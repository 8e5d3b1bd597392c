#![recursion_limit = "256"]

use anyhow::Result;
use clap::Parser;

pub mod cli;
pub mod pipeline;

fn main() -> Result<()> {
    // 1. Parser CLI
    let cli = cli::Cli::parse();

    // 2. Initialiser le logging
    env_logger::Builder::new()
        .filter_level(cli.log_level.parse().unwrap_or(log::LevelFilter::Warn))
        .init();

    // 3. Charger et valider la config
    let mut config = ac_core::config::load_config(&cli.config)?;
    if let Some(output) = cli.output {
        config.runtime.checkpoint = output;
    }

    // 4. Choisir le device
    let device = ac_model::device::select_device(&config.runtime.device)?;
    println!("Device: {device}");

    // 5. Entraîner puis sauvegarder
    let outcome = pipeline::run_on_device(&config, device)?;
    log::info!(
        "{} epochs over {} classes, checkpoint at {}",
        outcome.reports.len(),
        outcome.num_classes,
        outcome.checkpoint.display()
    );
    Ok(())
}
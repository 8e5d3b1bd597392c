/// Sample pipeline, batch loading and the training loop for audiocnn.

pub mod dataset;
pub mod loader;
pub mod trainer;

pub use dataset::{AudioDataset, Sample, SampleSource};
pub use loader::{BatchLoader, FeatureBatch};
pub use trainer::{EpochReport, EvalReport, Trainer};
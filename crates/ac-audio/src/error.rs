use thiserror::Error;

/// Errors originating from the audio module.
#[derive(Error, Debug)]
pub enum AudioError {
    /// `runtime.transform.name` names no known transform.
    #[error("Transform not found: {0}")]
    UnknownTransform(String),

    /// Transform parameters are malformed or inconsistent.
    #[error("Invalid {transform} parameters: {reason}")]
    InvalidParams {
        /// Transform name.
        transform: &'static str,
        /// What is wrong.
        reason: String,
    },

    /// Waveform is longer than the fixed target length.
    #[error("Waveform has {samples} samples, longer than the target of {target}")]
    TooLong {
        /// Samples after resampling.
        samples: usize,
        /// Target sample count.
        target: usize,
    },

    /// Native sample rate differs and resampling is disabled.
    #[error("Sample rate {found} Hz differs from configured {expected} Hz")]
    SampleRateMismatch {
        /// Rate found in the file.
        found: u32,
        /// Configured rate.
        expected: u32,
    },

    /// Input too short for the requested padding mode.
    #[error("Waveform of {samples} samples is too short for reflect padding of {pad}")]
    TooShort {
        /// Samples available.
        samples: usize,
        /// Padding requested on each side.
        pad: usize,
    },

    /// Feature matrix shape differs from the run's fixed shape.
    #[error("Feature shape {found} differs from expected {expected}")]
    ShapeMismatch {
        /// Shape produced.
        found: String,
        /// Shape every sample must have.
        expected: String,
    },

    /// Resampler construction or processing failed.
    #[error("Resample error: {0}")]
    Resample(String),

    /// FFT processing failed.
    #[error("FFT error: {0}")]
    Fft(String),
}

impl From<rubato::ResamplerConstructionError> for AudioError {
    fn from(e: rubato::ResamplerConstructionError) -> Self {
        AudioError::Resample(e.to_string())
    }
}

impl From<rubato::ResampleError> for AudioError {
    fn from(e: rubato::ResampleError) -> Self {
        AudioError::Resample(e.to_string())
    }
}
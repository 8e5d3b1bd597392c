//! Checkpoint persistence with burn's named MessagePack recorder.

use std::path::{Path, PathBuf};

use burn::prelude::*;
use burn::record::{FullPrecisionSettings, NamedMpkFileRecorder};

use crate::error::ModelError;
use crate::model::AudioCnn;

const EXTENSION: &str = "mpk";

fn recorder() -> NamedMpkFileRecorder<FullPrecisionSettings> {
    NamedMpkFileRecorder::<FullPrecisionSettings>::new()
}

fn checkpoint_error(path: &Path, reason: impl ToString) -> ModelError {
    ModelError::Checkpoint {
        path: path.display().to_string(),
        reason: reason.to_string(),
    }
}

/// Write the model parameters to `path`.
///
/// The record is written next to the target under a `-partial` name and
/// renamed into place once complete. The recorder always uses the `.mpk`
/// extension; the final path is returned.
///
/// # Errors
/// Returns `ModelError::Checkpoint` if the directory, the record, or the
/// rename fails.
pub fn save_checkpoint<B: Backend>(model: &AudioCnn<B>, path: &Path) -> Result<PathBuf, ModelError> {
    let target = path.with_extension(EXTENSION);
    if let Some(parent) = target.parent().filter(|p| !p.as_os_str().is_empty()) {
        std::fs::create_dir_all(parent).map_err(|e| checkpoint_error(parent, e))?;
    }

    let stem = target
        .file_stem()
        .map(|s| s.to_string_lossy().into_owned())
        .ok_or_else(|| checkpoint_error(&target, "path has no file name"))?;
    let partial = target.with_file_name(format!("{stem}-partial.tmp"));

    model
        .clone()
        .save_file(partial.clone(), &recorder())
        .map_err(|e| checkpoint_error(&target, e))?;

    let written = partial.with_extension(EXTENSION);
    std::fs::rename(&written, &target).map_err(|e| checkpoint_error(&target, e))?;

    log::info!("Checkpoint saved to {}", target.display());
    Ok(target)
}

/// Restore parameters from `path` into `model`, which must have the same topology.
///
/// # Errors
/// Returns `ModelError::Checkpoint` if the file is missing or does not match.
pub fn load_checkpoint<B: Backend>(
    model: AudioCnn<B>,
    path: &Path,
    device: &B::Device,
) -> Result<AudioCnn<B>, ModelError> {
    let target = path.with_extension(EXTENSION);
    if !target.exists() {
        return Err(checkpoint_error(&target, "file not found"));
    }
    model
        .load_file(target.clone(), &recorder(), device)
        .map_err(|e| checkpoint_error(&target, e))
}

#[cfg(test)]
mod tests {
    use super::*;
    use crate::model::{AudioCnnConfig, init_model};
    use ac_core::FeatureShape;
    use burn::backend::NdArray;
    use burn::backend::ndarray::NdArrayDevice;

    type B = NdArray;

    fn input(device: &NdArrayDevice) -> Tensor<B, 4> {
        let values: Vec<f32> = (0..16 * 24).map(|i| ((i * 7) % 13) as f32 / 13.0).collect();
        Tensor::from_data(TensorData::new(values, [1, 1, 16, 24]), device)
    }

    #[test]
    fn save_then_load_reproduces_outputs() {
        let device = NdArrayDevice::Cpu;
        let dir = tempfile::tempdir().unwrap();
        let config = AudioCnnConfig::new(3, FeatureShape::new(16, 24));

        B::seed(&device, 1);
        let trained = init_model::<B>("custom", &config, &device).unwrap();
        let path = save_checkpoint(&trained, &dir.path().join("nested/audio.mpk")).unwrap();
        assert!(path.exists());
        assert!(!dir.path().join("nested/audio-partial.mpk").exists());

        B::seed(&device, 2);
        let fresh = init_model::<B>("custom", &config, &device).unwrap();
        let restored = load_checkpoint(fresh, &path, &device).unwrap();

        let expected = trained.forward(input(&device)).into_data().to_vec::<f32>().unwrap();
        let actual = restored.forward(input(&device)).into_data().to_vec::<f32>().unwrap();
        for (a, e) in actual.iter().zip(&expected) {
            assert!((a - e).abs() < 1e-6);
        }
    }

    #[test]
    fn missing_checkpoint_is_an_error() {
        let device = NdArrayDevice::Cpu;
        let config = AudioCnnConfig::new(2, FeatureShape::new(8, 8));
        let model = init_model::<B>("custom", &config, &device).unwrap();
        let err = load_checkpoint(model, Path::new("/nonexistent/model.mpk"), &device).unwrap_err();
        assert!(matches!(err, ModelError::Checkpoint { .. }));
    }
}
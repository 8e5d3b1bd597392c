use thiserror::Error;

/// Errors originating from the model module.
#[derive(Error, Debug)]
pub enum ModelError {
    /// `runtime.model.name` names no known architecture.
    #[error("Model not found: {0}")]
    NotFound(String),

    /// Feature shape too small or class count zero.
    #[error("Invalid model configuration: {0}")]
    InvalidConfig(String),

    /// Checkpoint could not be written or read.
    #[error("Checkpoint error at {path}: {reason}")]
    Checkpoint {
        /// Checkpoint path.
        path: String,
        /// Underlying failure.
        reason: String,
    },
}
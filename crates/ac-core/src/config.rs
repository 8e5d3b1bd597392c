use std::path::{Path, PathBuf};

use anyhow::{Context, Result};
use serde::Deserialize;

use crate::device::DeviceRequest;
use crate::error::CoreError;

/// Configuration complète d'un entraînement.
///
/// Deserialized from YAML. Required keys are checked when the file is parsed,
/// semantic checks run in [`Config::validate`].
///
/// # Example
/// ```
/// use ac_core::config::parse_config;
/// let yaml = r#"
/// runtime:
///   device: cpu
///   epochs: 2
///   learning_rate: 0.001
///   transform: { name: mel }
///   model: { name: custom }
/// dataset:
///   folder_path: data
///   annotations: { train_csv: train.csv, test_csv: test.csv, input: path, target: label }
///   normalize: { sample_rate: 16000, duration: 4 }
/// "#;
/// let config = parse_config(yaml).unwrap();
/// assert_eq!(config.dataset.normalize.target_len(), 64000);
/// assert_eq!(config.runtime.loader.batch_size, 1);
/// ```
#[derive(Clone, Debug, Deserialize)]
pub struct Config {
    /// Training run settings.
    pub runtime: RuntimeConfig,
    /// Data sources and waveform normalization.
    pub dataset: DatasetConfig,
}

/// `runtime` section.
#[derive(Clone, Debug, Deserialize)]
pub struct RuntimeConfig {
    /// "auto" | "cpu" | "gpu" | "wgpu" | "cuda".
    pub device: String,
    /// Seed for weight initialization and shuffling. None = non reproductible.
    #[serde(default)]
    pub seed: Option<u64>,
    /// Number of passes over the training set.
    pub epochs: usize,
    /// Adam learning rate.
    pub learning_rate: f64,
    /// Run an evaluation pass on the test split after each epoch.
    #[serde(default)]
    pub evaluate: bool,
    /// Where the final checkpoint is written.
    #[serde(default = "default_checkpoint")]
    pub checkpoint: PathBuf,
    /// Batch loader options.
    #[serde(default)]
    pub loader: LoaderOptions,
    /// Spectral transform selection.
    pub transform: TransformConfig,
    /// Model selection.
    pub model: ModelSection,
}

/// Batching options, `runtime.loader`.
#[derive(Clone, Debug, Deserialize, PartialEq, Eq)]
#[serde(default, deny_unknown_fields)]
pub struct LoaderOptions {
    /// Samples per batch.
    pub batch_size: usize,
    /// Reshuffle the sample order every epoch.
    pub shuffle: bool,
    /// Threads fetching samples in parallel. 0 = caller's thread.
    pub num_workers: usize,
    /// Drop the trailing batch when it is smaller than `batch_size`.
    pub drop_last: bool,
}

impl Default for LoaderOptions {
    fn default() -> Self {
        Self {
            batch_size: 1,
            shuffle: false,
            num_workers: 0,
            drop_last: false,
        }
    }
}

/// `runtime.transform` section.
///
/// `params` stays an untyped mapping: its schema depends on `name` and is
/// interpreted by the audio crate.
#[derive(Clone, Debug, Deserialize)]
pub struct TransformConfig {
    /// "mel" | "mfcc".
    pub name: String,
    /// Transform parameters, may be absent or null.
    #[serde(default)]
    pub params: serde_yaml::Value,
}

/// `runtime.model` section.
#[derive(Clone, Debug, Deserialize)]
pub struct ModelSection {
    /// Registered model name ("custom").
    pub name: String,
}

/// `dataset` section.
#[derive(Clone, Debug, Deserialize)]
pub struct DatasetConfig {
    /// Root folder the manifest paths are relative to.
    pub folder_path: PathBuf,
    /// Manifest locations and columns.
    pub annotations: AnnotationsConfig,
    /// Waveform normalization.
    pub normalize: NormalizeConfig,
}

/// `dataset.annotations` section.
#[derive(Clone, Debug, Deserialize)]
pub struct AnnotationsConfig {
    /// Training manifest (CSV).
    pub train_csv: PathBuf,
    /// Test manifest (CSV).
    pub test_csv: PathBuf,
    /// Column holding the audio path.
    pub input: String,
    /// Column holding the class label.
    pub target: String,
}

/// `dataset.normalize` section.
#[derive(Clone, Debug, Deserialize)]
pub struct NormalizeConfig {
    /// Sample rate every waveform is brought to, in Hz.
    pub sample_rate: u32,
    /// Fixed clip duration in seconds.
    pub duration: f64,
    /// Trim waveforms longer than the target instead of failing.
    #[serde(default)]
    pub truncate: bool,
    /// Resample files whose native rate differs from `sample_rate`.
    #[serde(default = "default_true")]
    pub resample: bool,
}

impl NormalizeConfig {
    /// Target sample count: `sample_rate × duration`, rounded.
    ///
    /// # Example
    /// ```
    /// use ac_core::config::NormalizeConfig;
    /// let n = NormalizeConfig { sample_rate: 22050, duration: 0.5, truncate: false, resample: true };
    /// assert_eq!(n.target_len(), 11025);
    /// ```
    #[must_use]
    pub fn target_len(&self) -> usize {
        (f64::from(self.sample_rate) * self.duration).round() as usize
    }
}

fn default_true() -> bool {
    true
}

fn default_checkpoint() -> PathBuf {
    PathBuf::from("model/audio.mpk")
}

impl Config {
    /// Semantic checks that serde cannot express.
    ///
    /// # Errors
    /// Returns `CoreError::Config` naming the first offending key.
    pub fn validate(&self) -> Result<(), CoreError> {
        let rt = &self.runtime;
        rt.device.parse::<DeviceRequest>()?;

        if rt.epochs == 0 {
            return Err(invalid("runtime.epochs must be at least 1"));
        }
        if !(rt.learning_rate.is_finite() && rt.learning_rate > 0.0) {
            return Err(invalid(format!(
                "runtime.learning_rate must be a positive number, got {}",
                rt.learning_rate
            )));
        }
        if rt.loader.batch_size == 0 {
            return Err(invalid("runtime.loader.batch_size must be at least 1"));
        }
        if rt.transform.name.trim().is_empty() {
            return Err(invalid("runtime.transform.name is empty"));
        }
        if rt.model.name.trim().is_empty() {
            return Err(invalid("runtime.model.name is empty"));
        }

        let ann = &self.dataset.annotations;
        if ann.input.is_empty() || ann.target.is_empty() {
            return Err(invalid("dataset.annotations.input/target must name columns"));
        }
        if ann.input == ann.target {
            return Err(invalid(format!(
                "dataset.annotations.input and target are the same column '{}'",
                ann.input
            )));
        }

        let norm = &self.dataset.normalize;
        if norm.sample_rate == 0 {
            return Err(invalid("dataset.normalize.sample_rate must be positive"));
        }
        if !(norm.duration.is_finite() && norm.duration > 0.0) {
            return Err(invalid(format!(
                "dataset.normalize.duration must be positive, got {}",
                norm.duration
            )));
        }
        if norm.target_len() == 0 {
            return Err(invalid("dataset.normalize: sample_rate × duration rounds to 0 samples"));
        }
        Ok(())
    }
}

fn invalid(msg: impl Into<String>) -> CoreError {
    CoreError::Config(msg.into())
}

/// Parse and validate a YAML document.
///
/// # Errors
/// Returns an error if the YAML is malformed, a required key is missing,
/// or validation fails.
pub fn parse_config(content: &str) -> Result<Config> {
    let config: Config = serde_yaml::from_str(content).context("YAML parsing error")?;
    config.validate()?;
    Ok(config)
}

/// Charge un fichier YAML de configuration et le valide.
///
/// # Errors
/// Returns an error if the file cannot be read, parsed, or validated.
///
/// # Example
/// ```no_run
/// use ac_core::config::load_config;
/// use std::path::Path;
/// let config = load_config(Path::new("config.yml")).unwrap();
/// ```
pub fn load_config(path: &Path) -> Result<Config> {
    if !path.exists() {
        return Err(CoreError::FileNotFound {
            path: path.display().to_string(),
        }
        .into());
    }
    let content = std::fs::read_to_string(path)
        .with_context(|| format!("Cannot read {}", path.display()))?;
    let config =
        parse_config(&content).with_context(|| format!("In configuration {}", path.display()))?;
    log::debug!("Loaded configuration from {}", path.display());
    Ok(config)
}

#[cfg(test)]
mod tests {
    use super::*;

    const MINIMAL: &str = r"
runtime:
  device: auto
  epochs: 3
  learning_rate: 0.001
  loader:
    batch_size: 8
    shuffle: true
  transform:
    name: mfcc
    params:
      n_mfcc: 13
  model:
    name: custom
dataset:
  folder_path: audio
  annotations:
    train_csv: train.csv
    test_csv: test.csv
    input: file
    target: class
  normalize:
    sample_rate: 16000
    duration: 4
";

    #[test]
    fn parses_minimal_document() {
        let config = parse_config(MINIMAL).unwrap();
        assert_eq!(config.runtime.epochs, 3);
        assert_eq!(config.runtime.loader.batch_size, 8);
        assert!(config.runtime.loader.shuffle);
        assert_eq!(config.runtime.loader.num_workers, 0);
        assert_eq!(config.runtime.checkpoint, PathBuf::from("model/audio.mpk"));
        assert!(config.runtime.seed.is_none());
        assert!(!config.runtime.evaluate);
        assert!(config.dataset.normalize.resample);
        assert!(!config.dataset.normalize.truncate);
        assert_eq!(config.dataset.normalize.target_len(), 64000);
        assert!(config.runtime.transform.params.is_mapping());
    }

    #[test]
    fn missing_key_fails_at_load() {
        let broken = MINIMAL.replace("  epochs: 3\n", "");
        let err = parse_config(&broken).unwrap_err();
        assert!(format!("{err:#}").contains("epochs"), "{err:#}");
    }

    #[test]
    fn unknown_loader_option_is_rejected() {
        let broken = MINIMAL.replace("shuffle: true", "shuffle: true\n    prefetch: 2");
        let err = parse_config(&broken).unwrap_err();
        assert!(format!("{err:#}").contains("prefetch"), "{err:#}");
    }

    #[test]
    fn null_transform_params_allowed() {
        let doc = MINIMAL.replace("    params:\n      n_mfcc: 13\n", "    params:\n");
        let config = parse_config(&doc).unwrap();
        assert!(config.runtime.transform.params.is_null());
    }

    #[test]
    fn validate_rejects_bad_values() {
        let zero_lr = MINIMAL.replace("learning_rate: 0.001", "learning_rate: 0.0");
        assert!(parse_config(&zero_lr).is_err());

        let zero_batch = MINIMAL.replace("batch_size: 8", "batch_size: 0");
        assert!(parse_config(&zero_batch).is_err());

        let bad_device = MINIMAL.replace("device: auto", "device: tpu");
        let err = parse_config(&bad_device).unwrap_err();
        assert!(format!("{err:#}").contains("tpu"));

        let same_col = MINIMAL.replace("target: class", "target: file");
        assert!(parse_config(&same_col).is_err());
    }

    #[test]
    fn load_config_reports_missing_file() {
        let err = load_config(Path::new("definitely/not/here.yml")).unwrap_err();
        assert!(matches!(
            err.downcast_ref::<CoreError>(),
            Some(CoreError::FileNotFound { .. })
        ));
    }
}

- [TASK DETAILS] Please go through the data and copy each line containing the word "columns".

- [ANSWER BOX]
    /// Manifest locations and columns.
            return Err(invalid("dataset.annotations.input/target must name columns"));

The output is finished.